■ WHAT YOU WILL DO
Whenever a line below includes the word "GlobalArgs", copy that line.

[Data records]
■ ■ ■ ■ ■
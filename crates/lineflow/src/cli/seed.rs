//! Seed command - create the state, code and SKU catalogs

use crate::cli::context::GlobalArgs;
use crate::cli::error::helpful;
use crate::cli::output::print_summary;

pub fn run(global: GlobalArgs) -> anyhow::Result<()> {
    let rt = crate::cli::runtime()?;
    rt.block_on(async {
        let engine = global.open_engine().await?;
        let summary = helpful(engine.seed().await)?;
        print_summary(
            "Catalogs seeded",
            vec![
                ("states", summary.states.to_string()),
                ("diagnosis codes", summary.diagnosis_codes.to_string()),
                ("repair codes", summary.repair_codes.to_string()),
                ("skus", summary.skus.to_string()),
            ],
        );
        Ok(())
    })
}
■ ■ ■ ■ ■
■ OUTPUT FOR THIS EXERCISE
use crate::cli::context::GlobalArgs;
pub fn run(global: GlobalArgs) -> anyhow::Result<()> {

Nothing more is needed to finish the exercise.